### Prompt
Only the lines from the first line of the material below to the line containing "All three project", inclusive, should be copied, each exactly as written.

"""

// SPDX-License-Identifier: MPL-2.0
// This Source Code Form is subject to the terms of the Mozilla Public
// License, v. 2.0. If a copy of the MPL was not distributed with this
// file, You can obtain one at https://mozilla.org/MPL/2.0/.

//! Binary sensors: motion, door contact and vibration.
//!
//! All three project onto a switch record: discrete state `1`/`0` with a
//! matching semantic label. Motion and vibration are transient: a detection
//! raises the flag and the debounce timers clear it after a quiet period.

use super::battery::set_vendor_battery;
use super::{AdapterKind, Projection, SensorModel, SensorState};
use crate::directory::{DeviceRecord, TypeDescriptor};
use crate::telemetry::{AttributeRule, AttributeTable};

fn switch_projection(active: bool, on: &str, off: &str) -> Projection {
    if active {
        Projection {
            discrete: 1,
            semantic: on.to_owned(),
        }
    } else {
        Projection {
            discrete: 0,
            semantic: off.to_owned(),
        }
    }
}

fn matches_switch(record: &DeviceRecord, descriptor: TypeDescriptor) -> bool {
    record.descriptor.is_switch() && record.descriptor.switch_type == descriptor.switch_type
}

/// Occupancy sensor state (`lumi.sensor_motion.aq2`).
#[derive(Debug, Clone, Copy, Default, PartialEq)]
pub struct Motion {
    /// Occupancy detected and not yet cleared.
    pub occupied: bool,
    /// Last illuminance report (raw). Tracked but not projected.
    pub illuminance: f64,
}

fn set_occupancy(state: &mut SensorState<Motion>, occupied: bool) {
    state.model.occupied = occupied;
    if occupied {
        state.raise_transient();
    }
}

static MOTION_PRIMARY: AttributeTable<SensorState<Motion>> = AttributeTable::new(&[
    (
        "Illuminance Measurement/Report Attributes/MeasuredValue",
        AttributeRule::identity(|s, v| s.model.illuminance = v),
    ),
    (
        "Occupancy Sensing/Report Attributes/Occupancy",
        AttributeRule::first_bit(set_occupancy),
    ),
]);

static MOTION_VENDOR: AttributeTable<SensorState<Motion>> =
    AttributeTable::new(&[("1", AttributeRule::scaled(0.001, set_vendor_battery))]);

impl SensorModel for Motion {
    const KIND: AdapterKind = AdapterKind::MotionSensor;
    const DESCRIPTOR: TypeDescriptor = TypeDescriptor::MOTION_SENSOR;
    const MODELS: &'static [&'static str] = &["lumi.sensor_motion.aq2", "lumi.sensor_motion"];

    fn matches_record(record: &DeviceRecord) -> bool {
        matches_switch(record, Self::DESCRIPTOR)
    }

    fn from_record(record: &DeviceRecord) -> Self {
        Self {
            occupied: record.discrete_state != 0,
            illuminance: 0.0,
        }
    }

    fn primary_table() -> &'static AttributeTable<SensorState<Self>> {
        &MOTION_PRIMARY
    }

    fn vendor_table() -> Option<&'static AttributeTable<SensorState<Self>>> {
        Some(&MOTION_VENDOR)
    }

    fn project(&self) -> Projection {
        switch_projection(self.occupied, "On", "Off")
    }

    fn clear_transient(&mut self) -> bool {
        std::mem::take(&mut self.occupied)
    }
}

/// Door/window contact state (`lumi.sensor_magnet.aq2`).
#[derive(Debug, Clone, Copy, Default, PartialEq, Eq)]
pub struct Contact {
    /// The contact is open.
    pub open: bool,
}

static CONTACT_PRIMARY: AttributeTable<SensorState<Contact>> = AttributeTable::new(&[(
    "OnOff/Report Attributes/OnOff",
    AttributeRule::flag(|s, open| s.model.open = open),
)]);

static CONTACT_VENDOR: AttributeTable<SensorState<Contact>> = AttributeTable::new(&[
    ("1", AttributeRule::scaled(0.001, set_vendor_battery)),
    ("100", AttributeRule::flag(|s, open| s.model.open = open)),
]);

impl SensorModel for Contact {
    const KIND: AdapterKind = AdapterKind::DoorSensor;
    const DESCRIPTOR: TypeDescriptor = TypeDescriptor::DOOR_CONTACT;
    const MODELS: &'static [&'static str] = &["lumi.sensor_magnet.aq2", "lumi.sensor_magnet"];

    fn matches_record(record: &DeviceRecord) -> bool {
        matches_switch(record, Self::DESCRIPTOR)
    }

    fn from_record(record: &DeviceRecord) -> Self {
        Self {
            open: record.discrete_state != 0,
        }
    }

    fn primary_table() -> &'static AttributeTable<SensorState<Self>> {
        &CONTACT_PRIMARY
    }

    fn vendor_table() -> Option<&'static AttributeTable<SensorState<Self>>> {
        Some(&CONTACT_VENDOR)
    }

    fn project(&self) -> Projection {
        switch_projection(self.open, "Open", "Closed")
    }
}

/// Vibration sensor state (`lumi.vibration.aq1`).
#[derive(Debug, Clone, Copy, Default, PartialEq, Eq)]
pub struct Vibration {
    /// Vibration detected and not yet cleared.
    pub active: bool,
}

// The sensor reports its event code on the door lock cluster; any non-zero
// code is a detection.
fn set_vibration_event(state: &mut SensorState<Vibration>, code: f64) {
    if code > 0.0 {
        state.model.active = true;
        state.raise_transient();
    }
}

static VIBRATION_PRIMARY: AttributeTable<SensorState<Vibration>> = AttributeTable::new(&[(
    "Door Lock/Report Attributes/0x0055",
    AttributeRule::identity(set_vibration_event),
)]);

static VIBRATION_VENDOR: AttributeTable<SensorState<Vibration>> =
    AttributeTable::new(&[("1", AttributeRule::scaled(0.001, set_vendor_battery))]);

impl SensorModel for Vibration {
    const KIND: AdapterKind = AdapterKind::VibrationSensor;
    const DESCRIPTOR: TypeDescriptor = TypeDescriptor::ON_OFF_SWITCH;
    const MODELS: &'static [&'static str] = &["lumi.vibration.aq1"];

    fn matches_record(record: &DeviceRecord) -> bool {
        matches_switch(record, Self::DESCRIPTOR)
    }

    fn from_record(record: &DeviceRecord) -> Self {
        Self {
            active: record.discrete_state != 0,
        }
    }

    fn primary_table() -> &'static AttributeTable<SensorState<Self>> {
        &VIBRATION_PRIMARY
    }

    fn vendor_table() -> Option<&'static AttributeTable<SensorState<Self>>> {
        Some(&VIBRATION_VENDOR)
    }

    fn project(&self) -> Projection {
        switch_projection(self.active, "On", "Off")
    }

    fn clear_transient(&mut self) -> bool {
        std::mem::take(&mut self.active)
    }
}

"""

### Your solution
// SPDX-License-Identifier: MPL-2.0
// This Source Code Form is subject to the terms of the Mozilla Public
// License, v. 2.0. If a copy of the MPL was not distributed with this
// file, You can obtain one at https://mozilla.org/MPL/2.0/.

//! Binary sensors: motion, door contact and vibration.
//!
//! All three project onto a switch record: discrete state `1`/`0` with a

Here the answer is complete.